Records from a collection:
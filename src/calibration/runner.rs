//! Calibration runner: drives every tile through home, baseline and step
//! tests, then derives the grid blueprint and optionally aligns the tiles.

use chrono::Utc;
use futures::future::join_all;
use std::future::Future;
use std::sync::atomic::{AtomicBool, Ordering};
use std::sync::Arc;
use std::time::Duration;
use thiserror::Error;
use tokio::sync::{mpsc, watch};
use tokio::task::JoinHandle;
use tokio::time::sleep;
use tracing::{debug, info, warn};

use super::config::{RunMode, RunnerConfig};
use super::state::{
    AxisSteps, CalibrationRunnerState, RunProgress, RunnerPhase, TileMetrics, TilePhase,
    TileRunState, TileStatus,
};
use super::summary::{CalibrationRunSummary, OutlierAnalysis};
use crate::coords::{Axis, Point2, Transformer};
use crate::grid::{ConfigError, GridBlueprint, GridConfig, MotorRef, TileAssignment};
use crate::hardware::{
    dispatch_moves, CaptureSource, Completion, HardwareError, MotorController, MoveCommand,
};
use crate::measurement::BlobMeasurement;
use crate::stats::{compute_median, detect_outliers_with_keys};
use crate::step_test::{
    axis_sign, combine_step_test_results, compute_alignment_target_steps,
    compute_axis_step_test_result, get_axis_step_delta, AxisStepTestResult,
};

/// Capacity of the control channel.
const CONTROL_CHANNEL_SIZE: usize = 16;

/// Callback invoked with every published state snapshot.
pub type StateCallback = Box<dyn Fn(&CalibrationRunnerState) + Send + Sync>;

/// Errors from controlling a runner.
#[derive(Error, Debug, Clone, PartialEq, Eq)]
pub enum RunnerError {
    #[error("Runner control channel closed")]
    ChannelClosed,
}

/// Control commands for a running calibration.
#[derive(Debug, Clone)]
enum ControlCommand {
    Advance,
    Abort,
}

/// Why a tile stopped early.
enum Interrupt {
    Aborted,
    Failed {
        phase: TilePhase,
        error: HardwareError,
    },
}

fn failed(phase: TilePhase) -> impl Fn(HardwareError) -> Interrupt {
    move |error| Interrupt::Failed { phase, error }
}

enum AlignOutcome {
    Converged { steps: AxisSteps, residual: Point2 },
    MaxIterations { steps: AxisSteps, residual: Point2 },
    Unreachable(Axis),
}

/// Handle for observing and controlling a runner from outside.
#[derive(Clone)]
pub struct RunnerHandle {
    /// Channel for control commands.
    control_tx: Option<mpsc::Sender<ControlCommand>>,
    /// Abort flag shared with the runner.
    aborted: Arc<AtomicBool>,
    /// Latest published state.
    state_rx: watch::Receiver<CalibrationRunnerState>,
}

impl RunnerHandle {
    /// Release a step-mode runner waiting after a phase.
    pub async fn advance_step(&self) -> Result<(), RunnerError> {
        let tx = self.control_tx.as_ref().ok_or(RunnerError::ChannelClosed)?;
        tx.send(ControlCommand::Advance)
            .await
            .map_err(|_| RunnerError::ChannelClosed)
    }

    /// Request an abort. The current hardware call finishes; nothing new is issued.
    pub fn abort(&self) {
        self.aborted.store(true, Ordering::SeqCst);
        if let Some(tx) = &self.control_tx {
            // A full or closed channel is fine, the flag is what the runner checks.
            let _ = tx.try_send(ControlCommand::Abort);
        }
    }

    /// Stop the run and release this handle.
    pub fn dispose(self) {
        self.abort();
    }

    pub fn is_aborted(&self) -> bool {
        self.aborted.load(Ordering::SeqCst)
    }

    /// Snapshot of the current state.
    pub fn state(&self) -> CalibrationRunnerState {
        self.state_rx.borrow().clone()
    }

    pub fn progress(&self) -> RunProgress {
        self.state_rx.borrow().progress
    }

    /// Receiver notified on every state change.
    pub fn subscribe(&self) -> watch::Receiver<CalibrationRunnerState> {
        self.state_rx.clone()
    }

    /// Wait until the runner reaches a terminal phase.
    pub async fn wait_until_finished(&self) -> CalibrationRunnerState {
        let mut rx = self.state_rx.clone();
        let finished = rx.wait_for(|s| s.is_terminal()).await.map(|s| s.clone());
        finished.unwrap_or_else(|_| rx.borrow().clone())
    }
}

/// Runs one calibration over a validated grid.
///
/// A runner is single-use: `run` consumes it. Observers follow progress
/// through [`RunnerHandle::subscribe`] or a state callback.
pub struct CalibrationRunner {
    /// Grid being calibrated.
    grid: GridConfig,
    /// Runner configuration.
    config: RunnerConfig,
    /// Conversion context for every capture.
    transformer: Transformer,
    /// Blob source.
    source: Arc<dyn CaptureSource>,
    /// Motor transport.
    motors: Arc<dyn MotorController>,
    /// Authoritative state; observers only ever see clones.
    state: CalibrationRunnerState,
    /// Publishes state snapshots.
    state_tx: watch::Sender<CalibrationRunnerState>,
    /// Kept until `run` so handles can be created.
    control_tx: Option<mpsc::Sender<ControlCommand>>,
    /// Control commands from handles.
    control_rx: mpsc::Receiver<ControlCommand>,
    /// Abort flag.
    aborted: Arc<AtomicBool>,
    /// Optional state callback.
    state_callback: Option<StateCallback>,
}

DIRECTIONS: Please write out the records above once more, exactly and completely.

TASK OUTPUT:
filename src/calibration/runner.rs
//! Calibration runner: drives every tile through home, baseline and step
//! tests, then derives the grid blueprint and optionally aligns the tiles.

use chrono::Utc;
use futures::future::join_all;
use std::future::Future;
use std::sync::atomic::{AtomicBool, Ordering};
use std::sync::Arc;
use std::time::Duration;
use thiserror::Error;
use tokio::sync::{mpsc, watch};
use tokio::task::JoinHandle;
use tokio::time::sleep;
use tracing::{debug, info, warn};

use super::config::{RunMode, RunnerConfig};
use super::state::{
    AxisSteps, CalibrationRunnerState, RunProgress, RunnerPhase, TileMetrics, TilePhase,
    TileRunState, TileStatus,
};
use super::summary::{CalibrationRunSummary, OutlierAnalysis};
use crate::coords::{Axis, Point2, Transformer};
use crate::grid::{ConfigError, GridBlueprint, GridConfig, MotorRef, TileAssignment};
use crate::hardware::{
    dispatch_moves, CaptureSource, Completion, HardwareError, MotorController, MoveCommand,
};
use crate::measurement::BlobMeasurement;
use crate::stats::{compute_median, detect_outliers_with_keys};
use crate::step_test::{
    axis_sign, combine_step_test_results, compute_alignment_target_steps,
    compute_axis_step_test_result, get_axis_step_delta, AxisStepTestResult,
};

/// Capacity of the control channel.
const CONTROL_CHANNEL_SIZE: usize = 16;

/// Callback invoked with every published state snapshot.
pub type StateCallback = Box<dyn Fn(&CalibrationRunnerState) + Send + Sync>;

/// Errors from controlling a runner.
#[derive(Error, Debug, Clone, PartialEq, Eq)]
pub enum RunnerError {
    #[error("Runner control channel closed")]
    ChannelClosed,
}

/// Control commands for a running calibration.
#[derive(Debug, Clone)]
enum ControlCommand {
    Advance,
    Abort,
}

/// Why a tile stopped early.
enum Interrupt {
    Aborted,
    Failed {
        phase: TilePhase,
        error: HardwareError,
    },
}

fn failed(phase: TilePhase) -> impl Fn(HardwareError) -> Interrupt {
    move |error| Interrupt::Failed { phase, error }
}

enum AlignOutcome {
    Converged { steps: AxisSteps, residual: Point2 },
    MaxIterations { steps: AxisSteps, residual: Point2 },
    Unreachable(Axis),
}

/// Handle for observing and controlling a runner from outside.
#[derive(Clone)]
pub struct RunnerHandle {
    /// Channel for control commands.
    control_tx: Option<mpsc::Sender<ControlCommand>>,
    /// Abort flag shared with the runner.
    aborted: Arc<AtomicBool>,
    /// Latest published state.
    state_rx: watch::Receiver<CalibrationRunnerState>,
}

impl RunnerHandle {
    /// Release a step-mode runner waiting after a phase.
    pub async fn advance_step(&self) -> Result<(), RunnerError> {
        let tx = self.control_tx.as_ref().ok_or(RunnerError::ChannelClosed)?;
        tx.send(ControlCommand::Advance)
            .await
            .map_err(|_| RunnerError::ChannelClosed)
    }

    /// Request an abort. The current hardware call finishes; nothing new is issued.
    pub fn abort(&self) {
        self.aborted.store(true, Ordering::SeqCst);
        if let Some(tx) = &self.control_tx {
            // A full or closed channel is fine, the flag is what the runner checks.
            let _ = tx.try_send(ControlCommand::Abort);
        }
    }

    /// Stop the run and release this handle.
    pub fn dispose(self) {
        self.abort();
    }

    pub fn is_aborted(&self) -> bool {
        self.aborted.load(Ordering::SeqCst)
    }

    /// Snapshot of the current state.
    pub fn state(&self) -> CalibrationRunnerState {
        self.state_rx.borrow().clone()
    }

    pub fn progress(&self) -> RunProgress {
        self.state_rx.borrow().progress
    }

    /// Receiver notified on every state change.
    pub fn subscribe(&self) -> watch::Receiver<CalibrationRunnerState> {
        self.state_rx.clone()
    }

    /// Wait until the runner reaches a terminal phase.
    pub async fn wait_until_finished(&self) -> CalibrationRunnerState {
        let mut rx = self.state_rx.clone();
        let finished = rx.wait_for(|s| s.is_terminal()).await.map(|s| s.clone());
        finished.unwrap_or_else(|_| rx.borrow().clone())
    }
}

/// Runs one calibration over a validated grid.
///
/// A runner is single-use: `run` consumes it. Observers follow progress
/// through [`RunnerHandle::subscribe`] or a state callback.
pub struct CalibrationRunner {
    /// Grid being calibrated.
    grid: GridConfig,
    /// Runner configuration.
    config: RunnerConfig,
    /// Conversion context for every capture.
    transformer: Transformer,
    /// Blob source.
    source: Arc<dyn CaptureSource>,
    /// Motor transport.
    motors: Arc<dyn MotorController>,
    /// Authoritative state; observers only ever see clones.
    state: CalibrationRunnerState,
    /// Publishes state snapshots.
    state_tx: watch::Sender<CalibrationRunnerState>,
    /// Kept until `run` so handles can be created.
    control_tx: Option<mpsc::Sender<ControlCommand>>,
    /// Control commands from handles.
    control_rx: mpsc::Receiver<ControlCommand>,
    /// Abort flag.
    aborted: Arc<AtomicBool>,
    /// Optional state callback.
    state_callback: Option<StateCallback>,
}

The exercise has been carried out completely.